Pénurie de mots et violence criminelle

Nous avons toutes et tous expérimenté des situations qui nous ont privés de paroles : la surprise, la joie, la douleur nous ont frappés de stupeur et nous ont laissés sans voix mais, la parole revenant, nous avons cherché à exprimer le contenu de ces émotions momentanément trop fortes.

Durant ces moments, le fossé se creuse entre celles et ceux qui possèdent les mots et celles et ceux qui ne les ont pas, par manque d’éducation et de culture.
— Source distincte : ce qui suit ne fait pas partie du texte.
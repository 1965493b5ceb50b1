//! # Queue Processor
//!
//! Replays the offline queue against the server, one drain pass at a time.
//!
//! ## Drain Pass
//! ```text
//! ┌─────────────────────────────────────────────────────────────────────────┐
//! │  cursor = 0                                                             │
//! │  loop:                                                                  │
//! │    batch = pending_after(cursor, batch_size)   ORDER BY seq             │
//! │    for entry in batch:                                                  │
//! │      cursor = entry.seq                                                 │
//! │                                                                         │
//! │      decode / validate fails  ──► mark_failed        (failed)          │
//! │      api.apply(op):                                                     │
//! │        Ok                     ──► mark_synced        (synced)          │
//! │        connectivity error     ──► STOP, stays pending (interrupted)    │
//! │        5xx / 408 / 429        ──► record_failure     (deferred|failed) │
//! │        other 4xx              ──► mark_failed        (failed)          │
//! └─────────────────────────────────────────────────────────────────────────┘
//! ```
//!
//! The cursor moves past entries that stay pending, so a single pass never
//! retries the same entry twice.

use std::sync::Arc;
use tracing::{debug, info, warn};

use rewardcart_core::{QueueStatus, QueuedOperation};
use rewardcart_db::Database;

use crate::api::CartApi;
use crate::config::SyncSettings;
use crate::error::{SyncError, SyncResult};

// =============================================================================
// Drain Report
// =============================================================================

/// Outcome of one drain pass.
#[derive(Debug, Clone, Default, PartialEq, Eq)]
pub struct DrainReport {
    pub synced: u32,

    /// Entries that ended up in the `failed` state during this pass.
    pub failed: u32,

    /// Entries that hit a retryable error and stay pending.
    pub deferred: u32,

    /// The pass stopped early on a connectivity error.
    pub interrupted: bool,

    pub last_error: Option<String>,
}

impl DrainReport {
    /// Everything that was attempted went through.
    pub fn is_clean(&self) -> bool {
        self.failed == 0 && self.deferred == 0 && !self.interrupted
    }

    /// Operations that did not go through and were not interrupted.
    pub fn problems(&self) -> u32 {
        self.failed + self.deferred
    }
}

enum EntryOutcome {
    Synced,
    Failed,
    Deferred,
    Interrupted,
}

// =============================================================================
// Queue Processor
// =============================================================================

pub struct QueueProcessor {
    db: Database,
    api: Arc<dyn CartApi>,
    batch_size: u32,
    max_attempts: u32,
}

impl QueueProcessor {
    pub fn new(db: Database, api: Arc<dyn CartApi>, settings: &SyncSettings) -> Self {
        QueueProcessor {
            db,
            api,
            batch_size: settings.batch_size.max(1),
            max_attempts: settings.max_attempts.max(1),
        }
    }

    /// Runs one pass over every pending entry.
    ///
    /// Errors are only returned for database failures; delivery problems
    /// are counted in the report.
    pub async fn drain(&self) -> SyncResult<DrainReport> {
        let queue = self.db.offline_queue();
        let mut report = DrainReport::default();
        let mut cursor = 0;

        'pass: loop {
            let batch = queue.pending_after(cursor, self.batch_size).await?;
            if batch.is_empty() {
                break;
            }
            debug!(count = batch.len(), after = cursor, "Draining batch");

            for entry in batch {
                cursor = entry.seq;

                match self.deliver(&entry, &mut report).await? {
                    EntryOutcome::Synced => report.synced += 1,
                    EntryOutcome::Failed => report.failed += 1,
                    EntryOutcome::Deferred => report.deferred += 1,
                    EntryOutcome::Interrupted => {
                        report.interrupted = true;
                        break 'pass;
                    }
                }
            }
        }

        info!(
            synced = report.synced,
            failed = report.failed,
            deferred = report.deferred,
            interrupted = report.interrupted,
            "Drain pass finished"
        );
        Ok(report)
    }

    async fn deliver(
        &self,
        entry: &QueuedOperation,
        report: &mut DrainReport,
    ) -> SyncResult<EntryOutcome> {
        let queue = self.db.offline_queue();

        let op = match entry
            .operation()
            .map_err(SyncError::from)
            .and_then(|op| op.normalized().map_err(SyncError::from))
        {
            Ok(op) => op,
            Err(e) => {
                warn!(id = %entry.id, error = %e, "Dropping undeliverable queue entry");
                let message = e.to_string();
                queue.mark_failed(&entry.id, &message).await?;
                report.last_error = Some(message);
                return Ok(EntryOutcome::Failed);
            }
        };

        match self.api.apply(&op).await {
            Ok(()) => {
                queue.mark_synced(&entry.id).await?;
                debug!(id = %entry.id, op = %op.describe(), "Queue entry synced");
                Ok(EntryOutcome::Synced)
            }
            Err(e) if e.is_connectivity() => {
                warn!(id = %entry.id, error = %e, "Lost connectivity, stopping drain");
                report.last_error = Some(e.to_string());
                Ok(EntryOutcome::Interrupted)
            }
            Err(e) if e.is_retryable() => {
                let message = e.to_string();
                let status = queue
                    .record_failure(&entry.id, &message, self.max_attempts)
                    .await?;
                report.last_error = Some(message);
                Ok(match status {
                    QueueStatus::Failed => EntryOutcome::Failed,
                    _ => EntryOutcome::Deferred,
                })
            }
            Err(e) => {
                let message = e.to_string();
                queue.mark_failed(&entry.id, &message).await?;
                report.last_error = Some(message);
                Ok(EntryOutcome::Failed)
            }
        }
    }
}

#[cfg(test)]
mod tests {
    use super::*;
    use crate::testing::MockCartApi;
    use rewardcart_core::CartOperation;
    use rewardcart_db::DbConfig;

    async fn setup(max_attempts: u32) -> (Database, Arc<MockCartApi>, QueueProcessor) {
        let db = Database::new(DbConfig::in_memory()).await.unwrap();
        let api = Arc::new(MockCartApi::new());
        let settings = SyncSettings {
            max_attempts,
            batch_size: 2,
            ..Default::default()
        };
        let processor = QueueProcessor::new(db.clone(), api.clone(), &settings);
        (db, api, processor)
    }

    fn add(product: &str) -> CartOperation {
        CartOperation::AddItem {
            product_id: product.into(),
            quantity: 1,
            variant_id: None,
        }
    }

    fn http(status: u16) -> SyncError {
        SyncError::Http {
            status,
            message: "nope".into(),
        }
    }

    #[tokio::test]
    async fn test_drain_replays_in_fifo_order() {
        let (db, api, processor) = setup(3).await;
        for p in ["p1", "p2", "p3", "p4", "p5"] {
            db.offline_queue().enqueue(&add(p)).await.unwrap();
        }

        let report = processor.drain().await.unwrap();

        assert_eq!(report.synced, 5);
        assert!(report.is_clean());
        assert_eq!(
            api.applied(),
            vec![add("p1"), add("p2"), add("p3"), add("p4"), add("p5")]
        );
        assert_eq!(db.offline_queue().count_pending().await.unwrap(), 0);
    }

    #[tokio::test]
    async fn test_rejected_operation_fails_immediately() {
        let (db, api, processor) = setup(3).await;
        db.offline_queue().enqueue(&add("p1")).await.unwrap();
        db.offline_queue().enqueue(&add("p2")).await.unwrap();
        api.push(Err(http(409)));

        let report = processor.drain().await.unwrap();

        assert_eq!(report.failed, 1);
        assert_eq!(report.synced, 1);
        assert_eq!(report.problems(), 1);
        assert_eq!(db.offline_queue().count_failed().await.unwrap(), 1);
    }

    #[tokio::test]
    async fn test_server_errors_defer_until_attempt_limit() {
        let (db, api, processor) = setup(2).await;
        let queued = db.offline_queue().enqueue(&add("p1")).await.unwrap();

        api.push(Err(http(503)));
        let first = processor.drain().await.unwrap();
        assert_eq!(first.deferred, 1);
        assert_eq!(db.offline_queue().count_pending().await.unwrap(), 1);

        api.push(Err(http(503)));
        let second = processor.drain().await.unwrap();
        assert_eq!(second.failed, 1);

        let entry = db.offline_queue().get(&queued.id).await.unwrap();
        assert_eq!(entry.status, QueueStatus::Failed);
        assert_eq!(entry.attempts, 2);
    }

    #[tokio::test]
    async fn test_connectivity_error_stops_pass() {
        let (db, api, processor) = setup(3).await;
        for p in ["p1", "p2", "p3"] {
            db.offline_queue().enqueue(&add(p)).await.unwrap();
        }
        api.push(Ok(()));
        api.push(Err(SyncError::Timeout("15s".into())));

        let report = processor.drain().await.unwrap();

        assert!(report.interrupted);
        assert_eq!(report.synced, 1);
        assert_eq!(api.applied().len(), 2);

        // Nothing lost, attempts untouched
        let pending = db.offline_queue().list_unsynced().await.unwrap();
        assert_eq!(pending.len(), 2);
        assert!(pending.iter().all(|e| e.attempts == 0));
    }

    #[tokio::test]
    async fn test_corrupt_payload_is_failed_without_request() {
        let (db, api, processor) = setup(3).await;
        let queued = db.offline_queue().enqueue(&add("p1")).await.unwrap();
        sqlx::query("UPDATE offline_queue SET payload = '{not json' WHERE id = ?1")
            .bind(&queued.id)
            .execute(db.pool())
            .await
            .unwrap();

        let report = processor.drain().await.unwrap();

        assert_eq!(report.failed, 1);
        assert!(api.applied().is_empty());
    }
}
La pensée se structure par le langage : plus celui-ci s’appauvrit, plus il cède la place à l’émotionnel, à la subjectivité, à l’absence d’esprit critique. Tout cela peut paraître banal et même évident, mais il devient urgent de constater à quel point la misère intellectuelle induit une misère affective à laquelle est directement liée la violence. Une simple frustration, une simple remarque suffisent pour déclencher un ressenti et une réaction disproportionnés.

Avec une pénurie de mots, il n’est plus possible en effet de se raisonner, de tempérer le ressentiment.

Inutilisé parce qu’ignoré, remplacé par le geste de menace ou le regard de « haine », le mot n’est plus un outil de communication, un rempart pour canaliser la colère et en modifier le cours. Le passage à l’acte apparaît comme la seule issue au conflit potentiel : la violence physique se substituant définitivement au mot devient un moyen tragiquement banalisé pour en finir avec l’adversaire.

On voit de la même manière s’affaiblir le recours à la voie diplomatique au profit d’une glaçante « efficacité » : la mort programmée de telle ou telle personnalité politique est considérée comme « normale ».

Au droit international et à sa justice pénale, on préfère une « justice » expéditive, sans procès ni plaidoirie, autrement dit sans mots.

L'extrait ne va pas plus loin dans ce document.